Sensitivity of RCI to Ope-HE

Fig. 6
figure 6

Sensitivity of RCI to Mai-HE

4 Conclusions

RCI increase as the subway network becomes more complex and important to community life. In seeking to deliver more effective strategies for risk mitigation, therefore, it is most important to identify the major influencing factors involved. This paper proposes a new method of doing this through the use of BN in developing better risk identification models of RCI. This is particularly useful when the HE of different participants is a crucial issue, as it can deal efficiently with small samples and clarify the causal relationships between the associated latent and observed variables/factors. A case study demonstrates the use of the method for all the RCI occurring in Hong Kong’s MTR system for the period 2008 to 2011, including the HE of the four participants of designers, manufactures, operators and maintainers.

The results confirm that, firstly, the maintenance stage is crucial for RCI risk reduction as mistakes at this stage contribute over 70 % to RCI. Secondly, factors with a higher probability of occurrence contribute more in leading to the incident. Thirdly, RCI is most sensitive to the designers’ probability of HE. Because design is the first stage in the life of the rail, any defects that occur in this stage can induce subsequent mistakes in the following stages. Fourthly, in contrast with the operation and maintenance stages, efforts in improving the design and manufacture stages have a greatest marginality utility.

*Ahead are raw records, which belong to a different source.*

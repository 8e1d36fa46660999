//! Configuration resolution tests
//!
//! Tests touching `REACH_*` environment variables run under `#[serial]` so they
//! never observe each other's overrides.

use reach_common::config::{TomlConfig, ENV_CONFIG, ENV_DATABASE_PATH, ENV_GEOCODING_API_KEY};
use serial_test::serial;
use std::env;
use std::path::PathBuf;
use tempfile::TempDir;

fn clear_env() {
    env::remove_var(ENV_CONFIG);
    env::remove_var(ENV_DATABASE_PATH);
    env::remove_var(ENV_GEOCODING_API_KEY);
}

#[test]
#[serial]
fn test_explicit_config_file_is_loaded() {
    clear_env();
    let temp_dir = TempDir::new().unwrap();
    let path = temp_dir.path().join("config.toml");
    std::fs::write(
        &path,
        r#"
        database_path = "/data/contacts.db"

        [geocoding]
        api_key = "from-toml"
        "#,
    )
    .unwrap();

    let config = TomlConfig::load(Some(&path), None).unwrap();

    assert_eq!(config.database_path, PathBuf::from("/data/contacts.db"));
    assert_eq!(config.geocoding.api_key.as_deref(), Some("from-toml"));
}

#[test]
#[serial]
fn test_env_overrides_toml_and_cli_overrides_env() {
    clear_env();
    let temp_dir = TempDir::new().unwrap();
    let path = temp_dir.path().join("config.toml");
    std::fs::write(&path, "database_path = \"/data/from-toml.db\"\n").unwrap();

    env::set_var(ENV_DATABASE_PATH, "/data/from-env.db");
    env::set_var(ENV_GEOCODING_API_KEY, "from-env");

    let config = TomlConfig::load(Some(&path), None).unwrap();
    assert_eq!(config.database_path, PathBuf::from("/data/from-env.db"));
    assert_eq!(config.geocoding.api_key.as_deref(), Some("from-env"));

    let cli_db = PathBuf::from("/data/from-cli.db");
    let config = TomlConfig::load(Some(&path), Some(&cli_db)).unwrap();
    assert_eq!(config.database_path, cli_db);

    clear_env();
}

#[test]
#[serial]
fn test_missing_explicit_config_is_an_error() {
    clear_env();
    let temp_dir = TempDir::new().unwrap();
    let missing = temp_dir.path().join("absent.toml");

    assert!(TomlConfig::load(Some(&missing), None).is_err());
}
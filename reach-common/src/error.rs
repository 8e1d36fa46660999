//! Common error types for Reach

use thiserror::Error;

/// Common result type for Reach operations
pub type Result<T> = std::result::Result<T, Error>;

/// Common error types across Reach crates
#[derive(Error, Debug)]
pub enum Error {
    /// Database operation error (wraps sqlx::Error)
    #[cfg(feature = "sqlx")]
    #[error("Database error: {0}")]
    Database(#[from] sqlx::Error),

    /// I/O operation error (wraps std::io::Error)
    #[error("IO error: {0}")]
    Io(#[from] std::io::Error),

    /// JSON column could not be encoded or decoded
    #[error("Serialization error: {0}")]
    Serialization(#[from] serde_json::Error),

    /// Configuration loading or validation error
    #[error("Configuration error: {0}")]
    Config(String),

    /// Requested resource not found (or not owned by the calling user)
    #[error("Not found: {0}")]
    NotFound(String),

    /// Invalid input or request parameter
    #[error("Invalid input: {0}")]
    InvalidInput(String),

    /// Internal error
    #[error("Internal error: {0}")]
    Internal(String),
}

impl Error {
    /// True when the underlying SQLite error is a transient lock
    pub fn is_lock_error(&self) -> bool {
        match self {
            #[cfg(feature = "sqlx")]
            Error::Database(db_err) => {
                let msg = db_err.to_string();
                msg.contains("database is locked") || msg.contains("database table is locked")
            }
            _ => false,
        }
    }
}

Importantly, the identification of ability of maintainer in the case study as the most important factor influencing the probability of RCI implies the priority need to strengthen the maintenance management of the MTR system and that improving the inspection ability of the maintainer is likely to be an effective strategy for RCI risk mitigation.

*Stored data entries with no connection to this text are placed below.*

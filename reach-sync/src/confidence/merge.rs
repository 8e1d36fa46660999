//! Merge strategy resolver
//!
//! Two entry points: [`merge_confidence`] collapses a list of candidate
//! observations of one field into a single value, [`choose_value`] decides
//! whether a single incoming value replaces the stored one.

use crate::types::{FieldName, FieldValue};
use serde::{Deserialize, Serialize};
use std::fmt;

/// Minimum confidence gain for a `weighted` replacement
const WEIGHTED_REPLACE_MARGIN: f64 = 0.15;
/// Confidence gap below which `average` keeps the stored value
const AVERAGE_KEEP_BAND: f64 = 0.1;

#[derive(Debug, Clone, Copy, PartialEq, Eq, Hash, Serialize, Deserialize)]
#[serde(rename_all = "snake_case")]
pub enum MergeStrategy {
    Max,
    Weighted,
    Average,
    First,
    Last,
}

impl MergeStrategy {
    pub fn as_str(&self) -> &'static str {
        match self {
            MergeStrategy::Max => "max",
            MergeStrategy::Weighted => "weighted",
            MergeStrategy::Average => "average",
            MergeStrategy::First => "first",
            MergeStrategy::Last => "last",
        }
    }
}

impl fmt::Display for MergeStrategy {
    fn fmt(&self, f: &mut fmt::Formatter<'_>) -> fmt::Result {
        f.write_str(self.as_str())
    }
}

/// Result of a single-value replacement decision
#[derive(Debug, Clone, Copy, PartialEq, Eq, Serialize, Deserialize)]
#[serde(rename_all = "snake_case")]
pub enum ChooseOutcome {
    KeepExisting,
    Replace,
}

/// Fixed per-field policy
///
/// Identity fields take the most confident source, bios take the newest,
/// names and usernames blend.
pub fn merge_strategy_for_field(field: FieldName) -> MergeStrategy {
    match field {
        FieldName::Email | FieldName::Phone | FieldName::Location => MergeStrategy::Max,
        FieldName::Name | FieldName::Username => MergeStrategy::Weighted,
        FieldName::Bio => MergeStrategy::Last,
        FieldName::ProfileUrl => MergeStrategy::Max,
    }
}

/// Highest confidence; ties keep the earliest candidate
fn most_confident(values: &[FieldValue]) -> &FieldValue {
    let mut best = &values[0];
    for candidate in &values[1..] {
        if candidate.confidence > best.confidence {
            best = candidate;
        }
    }
    best
}

/// Earliest (`latest = false`) or latest timestamped candidate
fn by_timestamp(values: &[FieldValue], latest: bool) -> Option<&FieldValue> {
    let mut chosen: Option<&FieldValue> = None;
    for candidate in values {
        let Some(ts) = candidate.timestamp else {
            continue;
        };
        let better = match chosen.and_then(|c| c.timestamp) {
            None => true,
            Some(current) if latest => ts > current,
            Some(current) => ts < current,
        };
        if better {
            chosen = Some(candidate);
        }
    }
    chosen
}

/// Collapse candidate observations of one field
///
/// Returns `None` for an empty slice and the lone candidate unchanged for a
/// single-element slice. `first`/`last` fall back to `max` when no candidate
/// carries a timestamp.
pub fn merge_confidence(values: &[FieldValue], strategy: MergeStrategy) -> Option<FieldValue> {
    match values {
        [] => None,
        [single] => Some(single.clone()),
        _ => {
            let merged = match strategy {
                MergeStrategy::Max => most_confident(values).clone(),
                MergeStrategy::Weighted => {
                    let sum: f64 = values.iter().map(|v| v.confidence).sum();
                    let sum_sq: f64 = values.iter().map(|v| v.confidence * v.confidence).sum();
                    let confidence = if sum > 0.0 { sum_sq / sum } else { 0.0 };
                    most_confident(values).with_confidence(confidence)
                }
                MergeStrategy::Average => {
                    let mean =
                        values.iter().map(|v| v.confidence).sum::<f64>() / values.len() as f64;
                    most_confident(values).with_confidence(mean)
                }
                MergeStrategy::First => by_timestamp(values, false)
                    .unwrap_or_else(|| most_confident(values))
                    .clone(),
                MergeStrategy::Last => by_timestamp(values, true)
                    .unwrap_or_else(|| most_confident(values))
                    .clone(),
            };

            tracing::trace!(
                strategy = %strategy,
                candidates = values.len(),
                confidence = merged.confidence,
                "Merged field candidates"
            );
            Some(merged)
        }
    }
}

/// Decide whether `new_value` replaces the stored value
///
/// A missing or blank stored value is always replaced.
pub fn choose_value(
    existing: Option<&str>,
    existing_confidence: f64,
    new_value: &str,
    new_confidence: f64,
    strategy: MergeStrategy,
) -> ChooseOutcome {
    if existing.map_or(true, |v| v.trim().is_empty()) {
        return ChooseOutcome::Replace;
    }
    tracing::trace!(
        strategy = %strategy,
        existing_confidence,
        new_confidence,
        new_value_len = new_value.len(),
        "Choosing field value"
    );

    let replace = match strategy {
        MergeStrategy::Max => new_confidence > existing_confidence,
        MergeStrategy::Weighted => new_confidence - existing_confidence > WEIGHTED_REPLACE_MARGIN,
        MergeStrategy::Last => true,
        MergeStrategy::First => false,
        MergeStrategy::Average => {
            (new_confidence - existing_confidence).abs() >= AVERAGE_KEEP_BAND
                && new_confidence > existing_confidence
        }
    };

    if replace {
        ChooseOutcome::Replace
    } else {
        ChooseOutcome::KeepExisting
    }
}

#[cfg(test)]
mod tests {
    use super::*;
    use chrono::{Duration, Utc};

    fn fv(value: &str, confidence: f64) -> FieldValue {
        FieldValue::new(value, confidence)
    }

    #[test]
    fn test_empty_and_single() {
        assert!(merge_confidence(&[], MergeStrategy::Max).is_none());

        let only = fv("a", 0.9).with_source("import");
        for strategy in [
            MergeStrategy::Max,
            MergeStrategy::Weighted,
            MergeStrategy::Average,
            MergeStrategy::First,
            MergeStrategy::Last,
        ] {
            assert_eq!(merge_confidence(&[only.clone()], strategy), Some(only.clone()));
        }
    }

    #[test]
    fn test_max_prefers_highest_and_keeps_earliest_on_tie() {
        let values = [fv("a", 0.6), fv("b", 0.8), fv("c", 0.8)];
        let merged = merge_confidence(&values, MergeStrategy::Max).unwrap();
        assert_eq!(merged.value, "b");
        assert_eq!(merged.confidence, 0.8);
    }

    #[test]
    fn test_weighted_formula() {
        let symmetric = merge_confidence(&[fv("a", 0.9), fv("b", 0.9)], MergeStrategy::Weighted)
            .unwrap();
        assert!((symmetric.confidence - 0.9).abs() < 1e-12);

        // (0.81 + 0.09) / 1.2
        let mixed = merge_confidence(&[fv("a", 0.9), fv("b", 0.3)], MergeStrategy::Weighted)
            .unwrap();
        assert_eq!(mixed.value, "a");
        assert!((mixed.confidence - 0.75).abs() < 1e-12);
    }

    #[test]
    fn test_weighted_all_zero_confidence() {
        let merged =
            merge_confidence(&[fv("a", 0.0), fv("b", 0.0)], MergeStrategy::Weighted).unwrap();
        assert_eq!(merged.confidence, 0.0);
    }

    #[test]
    fn test_average() {
        let merged = merge_confidence(&[fv("a", 0.2), fv("b", 0.8)], MergeStrategy::Average)
            .unwrap();
        assert_eq!(merged.value, "b");
        assert!((merged.confidence - 0.5).abs() < 1e-12);
    }

    #[test]
    fn test_first_and_last_use_timestamps() {
        let now = Utc::now();
        let values = [
            fv("undated", 0.99),
            fv("old", 0.1).observed_at(now - Duration::days(2)),
            fv("new", 0.2).observed_at(now),
        ];
        assert_eq!(merge_confidence(&values, MergeStrategy::First).unwrap().value, "old");
        assert_eq!(merge_confidence(&values, MergeStrategy::Last).unwrap().value, "new");
    }

    #[test]
    fn test_first_and_last_fall_back_to_max() {
        let values = [fv("a", 0.4), fv("b", 0.7)];
        assert_eq!(merge_confidence(&values, MergeStrategy::First).unwrap().value, "b");
        assert_eq!(merge_confidence(&values, MergeStrategy::Last).unwrap().value, "b");
    }

    #[test]
    fn test_field_policy() {
        assert_eq!(merge_strategy_for_field(FieldName::Email), MergeStrategy::Max);
        assert_eq!(merge_strategy_for_field(FieldName::Name), MergeStrategy::Weighted);
        assert_eq!(merge_strategy_for_field(FieldName::Bio), MergeStrategy::Last);
        assert_eq!(merge_strategy_for_field(FieldName::Location), MergeStrategy::Max);
        assert_eq!(merge_strategy_for_field(FieldName::Phone), MergeStrategy::Max);
        assert_eq!(merge_strategy_for_field(FieldName::Username), MergeStrategy::Weighted);
        assert_eq!(merge_strategy_for_field(FieldName::ProfileUrl), MergeStrategy::Max);
    }

    #[test]
    fn test_choose_value_rules() {
        use ChooseOutcome::*;
        let existing = Some("old");

        assert_eq!(choose_value(existing, 0.5, "new", 0.6, MergeStrategy::Max), Replace);
        assert_eq!(choose_value(existing, 0.5, "new", 0.5, MergeStrategy::Max), KeepExisting);

        assert_eq!(choose_value(existing, 0.5, "new", 0.6, MergeStrategy::Weighted), KeepExisting);
        assert_eq!(choose_value(existing, 0.5, "new", 0.7, MergeStrategy::Weighted), Replace);

        assert_eq!(choose_value(existing, 0.9, "new", 0.1, MergeStrategy::Last), Replace);
        assert_eq!(choose_value(existing, 0.1, "new", 0.9, MergeStrategy::First), KeepExisting);

        assert_eq!(choose_value(existing, 0.5, "new", 0.55, MergeStrategy::Average), KeepExisting);
        assert_eq!(choose_value(existing, 0.5, "new", 0.7, MergeStrategy::Average), Replace);
        assert_eq!(choose_value(existing, 0.7, "new", 0.5, MergeStrategy::Average), KeepExisting);
    }

    #[test]
    fn test_missing_existing_always_replaced() {
        for strategy in [MergeStrategy::Weighted, MergeStrategy::First, MergeStrategy::Max] {
            assert_eq!(choose_value(None, 0.0, "v", 0.1, strategy), ChooseOutcome::Replace);
            assert_eq!(choose_value(Some("  "), 0.9, "v", 0.1, strategy), ChooseOutcome::Replace);
        }
    }
}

However, this study also has its limitations. First, the qualitative model framework is not sufficiently exhaustive to reflect the real sequence of causal relationships of RCI. Because RCI is an unusual incident happened in MTR, the number of cases is too small to conduct a basic causal factor analysis. Second, the importance analysis is conducted using a single event (such as rail crack), and so does not take into account any other events. Third, sensitivity analysis simply observes the quantitative variation of RCI risk in terms of four causal factors, and does not consider the economic impact of RCI or the cost of improvement. Further studies are needed to address these deficiencies. Despite all this, the research framework and methodology is quite general and clearly suitable for use as a support tool for risk management and decision-making processes in a wide variety of applications beyond RCI.